The remaining dollars in the annual budget come from state aid, local receipts, and transfers from various town funds. Prior to the COVID-19 crisis, the town planned on state aid totaling $3.9 million to defray town and school expenses. Another $1.2 million was expected from local receipts, which include money from auto excise taxes, the local food and lodging sales tax, and other town fees. An additional $4.2 million is expected from school transfers, such as MassDevelopment’s payments to support the education of Devens schoolchildren, and tuition paid for School Choice students educated in Harvard, as well as transfers from other town funds. The revenue from these transfers is offset by $888,000 in charges assessed by the state and town, largely to educate Harvard students at a charter or other public school.

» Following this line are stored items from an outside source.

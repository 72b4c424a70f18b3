//! Domain model for the GridLink acquisition server.
//!
//! A closed algebraic description of the configuration entities (connection
//! nodes, devices, tags), the runtime sample type, and the event wire
//! schema. This crate is I/O-free; the store and the engine both build on
//! it.

pub mod entities;
pub mod events;
pub mod types;

pub use entities::{
    ConnectionNode, Device, DeviceWithTags, HistoryRecord, NodeWithChildren, Sample, Tag,
};
pub use events::{
    state_event, DeviceState, Event, ManagerStatus, MessageData, MessageLevel, MessageText,
    NodeState, StateData, TagState, TagValue,
};
pub use types::{
    AccessMode, ConnectionStatus, DataType, Parity, RegisterKind, ScalarValue,
};
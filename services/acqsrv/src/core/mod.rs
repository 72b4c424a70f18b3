//! Engine core: event broadcasting, per-bus sessions, the orchestrator,
//! and the history archiver.

pub mod archiver;
pub mod broadcaster;
pub mod engine;
pub mod session;

pub use broadcaster::{Broadcaster, ObserverId};
pub use engine::Engine;
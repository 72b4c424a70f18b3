//! Service configuration.
//!
//! A yaml file merged with `ACQSRV_`-prefixed environment variables, e.g.
//! `ACQSRV_API__BIND_ADDRESS=0.0.0.0:8080` overrides `api.bind_address`.

use figment::providers::{Env, Format, Yaml};
use figment::Figment;
use serde::{Deserialize, Serialize};

use crate::error::{AcqError, Result};

#[derive(Debug, Clone, Serialize, Deserialize)]
#[serde(default)]
pub struct ServiceConfig {
    pub service: ServiceSection,
    pub api: ApiSection,
    pub database: DatabaseSection,
    pub logging: LoggingSection,
    pub engine: EngineSection,
}

#[derive(Debug, Clone, Serialize, Deserialize)]
#[serde(default)]
pub struct ServiceSection {
    pub name: String,
}

#[derive(Debug, Clone, Serialize, Deserialize)]
#[serde(default)]
pub struct ApiSection {
    pub bind_address: String,
}

#[derive(Debug, Clone, Serialize, Deserialize)]
#[serde(default)]
pub struct DatabaseSection {
    pub path: String,
}

#[derive(Debug, Clone, Serialize, Deserialize)]
#[serde(default)]
pub struct LoggingSection {
    pub level: String,
    pub dir: String,
}

#[derive(Debug, Clone, Serialize, Deserialize)]
#[serde(default)]
pub struct EngineSection {
    /// Start the engine on boot instead of waiting for `POST /engine/start`.
    pub autostart: bool,
}

impl Default for ServiceSection {
    fn default() -> Self {
        Self {
            name: "acqsrv".to_string(),
        }
    }
}

impl Default for ApiSection {
    fn default() -> Self {
        Self {
            bind_address: "0.0.0.0:3000".to_string(),
        }
    }
}

impl Default for DatabaseSection {
    fn default() -> Self {
        Self {
            path: "data/gridlink.db".to_string(),
        }
    }
}

impl Default for LoggingSection {
    fn default() -> Self {
        Self {
            level: "info".to_string(),
            dir: "logs".to_string(),
        }
    }
}

impl Default for EngineSection {
    fn default() -> Self {
        Self {
            autostart: true,
        }
    }
}

impl Default for ServiceConfig {
    fn default() -> Self {
        Self {
            service: ServiceSection::default(),
            api: ApiSection::default(),
            database: DatabaseSection::default(),
            logging: LoggingSection::default(),
            engine: EngineSection::default(),
        }
    }
}

impl ServiceConfig {
    /// Load from a yaml file (missing file falls back to defaults) merged
    /// with `ACQSRV_` environment variables.
    pub fn load(path: &str) -> Result<Self> {
        Figment::new()
            .merge(Yaml::file(path))
            .merge(Env::prefixed("ACQSRV_").split("__"))
            .extract()
            .map_err(|e| AcqError::ConfigError(e.to_string()))
    }
}
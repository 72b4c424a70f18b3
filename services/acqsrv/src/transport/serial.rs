//! Serial port transport over tokio-serial.

use std::time::Duration;

use async_trait::async_trait;
use tokio::io::{AsyncReadExt, AsyncWriteExt};
use tokio::time::timeout;
use tokio_serial::{SerialPortBuilderExt, SerialStream};
use tracing::{debug, info, warn};

use super::{SerialSettings, Transport, TransportError, TransportStats};

pub struct SerialTransport {
    settings: SerialSettings,
    stream: Option<SerialStream>,
    stats: TransportStats,
}

impl SerialTransport {
    pub fn new(settings: SerialSettings) -> Self {
        Self {
            settings,
            stream: None,
            stats: TransportStats::default(),
        }
    }

    pub fn settings(&self) -> &SerialSettings {
        &self.settings
    }
}

#[async_trait]
impl Transport for SerialTransport {
    fn transport_type(&self) -> &'static str {
        "serial"
    }

    async fn connect(&mut self) -> Result<(), TransportError> {
        self.stats.connection_attempts += 1;
        debug!("opening serial port {}", self.settings.path);

        let builder = tokio_serial::new(&self.settings.path, self.settings.baud_rate)
            .data_bits(self.settings.data_bits())
            .stop_bits(self.settings.stop_bits())
            .parity(self.settings.parity());

        match builder.open_native_async() {
            Ok(mut stream) => {
                #[cfg(unix)]
                if let Err(e) = stream.set_exclusive(false) {
                    warn!("set_exclusive({}): {e}", self.settings.path);
                }
                self.stream = Some(stream);
                self.stats.successful_connections += 1;
                info!("serial port open: {}", self.settings.path);
                Ok(())
            },
            Err(e) => {
                self.stats.failed_connections += 1;
                Err(TransportError::ConnectionFailed(format!(
                    "{}: {e}",
                    self.settings.path
                )))
            },
        }
    }

    async fn disconnect(&mut self) {
        if self.stream.take().is_some() {
            // dropping the stream closes the port
            self.stats.disconnections += 1;
            info!("serial port closed: {}", self.settings.path);
        }
    }

    async fn send(&mut self, data: &[u8]) -> Result<(), TransportError> {
        let stream = self.stream.as_mut().ok_or_else(|| {
            TransportError::NotConnected(format!("{} is not open", self.settings.path))
        })?;

        match async {
            stream.write_all(data).await?;
            stream.flush().await
        }
        .await
        {
            Ok(()) => {
                self.stats.bytes_sent += data.len() as u64;
                debug!(
                    direction = "tx",
                    port = %self.settings.path,
                    frame = %hex_dump(data),
                    "serial frame"
                );
                Ok(())
            },
            Err(e) => {
                // a failed write usually means the adapter went away
                self.stream = None;
                Err(TransportError::SendFailed(format!(
                    "{}: {e}",
                    self.settings.path
                )))
            },
        }
    }

    async fn receive(
        &mut self,
        buffer: &mut [u8],
        timeout_duration: Duration,
    ) -> Result<usize, TransportError> {
        let stream = self.stream.as_mut().ok_or_else(|| {
            TransportError::NotConnected(format!("{} is not open", self.settings.path))
        })?;

        match timeout(timeout_duration, stream.read(buffer)).await {
            Ok(Ok(0)) => Err(TransportError::ReceiveFailed(format!(
                "{}: port returned EOF",
                self.settings.path
            ))),
            Ok(Ok(n)) => {
                self.stats.bytes_received += n as u64;
                debug!(
                    direction = "rx",
                    port = %self.settings.path,
                    frame = %hex_dump(&buffer[..n]),
                    "serial frame"
                );
                Ok(n)
            },
            Ok(Err(e)) => {
                self.stream = None;
                Err(TransportError::ReceiveFailed(format!(
                    "{}: {e}",
                    self.settings.path
                )))
            },
            Err(_) => Err(TransportError::Timeout(format!(
                "no data within {timeout_duration:?}"
            ))),
        }
    }

    fn is_connected(&self) -> bool {
        self.stream.is_some()
    }

    fn stats(&self) -> TransportStats {
        self.stats
    }
}

fn hex_dump(data: &[u8]) -> String {
    data.iter()
        .map(|b| format!("{b:02X}"))
        .collect::<Vec<_>>()
        .join(" ")
}

#[cfg(test)]
mod tests {
    use super::*;
    use gridlink_model::Parity;

    fn settings() -> SerialSettings {
        SerialSettings {
            path: "/dev/null-serial".to_string(),
            baud_rate: 9600,
            data_bits: 8,
            stop_bits: 1,
            parity: Parity::None,
        }
    }

    #[tokio::test]
    async fn not_connected_initially() {
        let transport = SerialTransport::new(settings());
        assert!(!transport.is_connected());
        assert_eq!(transport.stats().connection_attempts, 0);
    }

    #[tokio::test]
    async fn send_without_connect_fails() {
        let mut transport = SerialTransport::new(settings());
        let err = transport.send(&[0x01]).await.unwrap_err();
        assert!(matches!(err, TransportError::NotConnected(_)));
    }

    #[tokio::test]
    async fn connect_to_missing_port_fails() {
        let mut transport = SerialTransport::new(settings());
        let err = transport.connect().await.unwrap_err();
        assert!(matches!(err, TransportError::ConnectionFailed(_)));
        assert_eq!(transport.stats().failed_connections, 1);
    }

    #[test]
    fn hex_dump_format() {
        assert_eq!(hex_dump(&[0x01, 0xAB, 0x00]), "01 AB 00");
    }
}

Some revenue streams are threatened by the COVID-19 crisis (see table below). At highest risk is next year’s state aid, which town officials worry could be cut by $600,000 to $800,000. Town Administrator Tim Bragan says new growth, which depends on the construction of new homes and renovations, is a “medium” risk in the expected statewide economic downturn. A drop in purchases of cars and the loss of sales at local businesses could lead to a drop in local receipts.

So far, this year’s fiscal 2020 budget has been relatively unaffected by the crisis. In an email, Finance Director Lori Bolasevich wrote that the FY20 revenues “look very good.” Bragan says he does not expect to see a significant impact to the budget until May and June. But he does not expect a cut in fiscal 2020 state aid.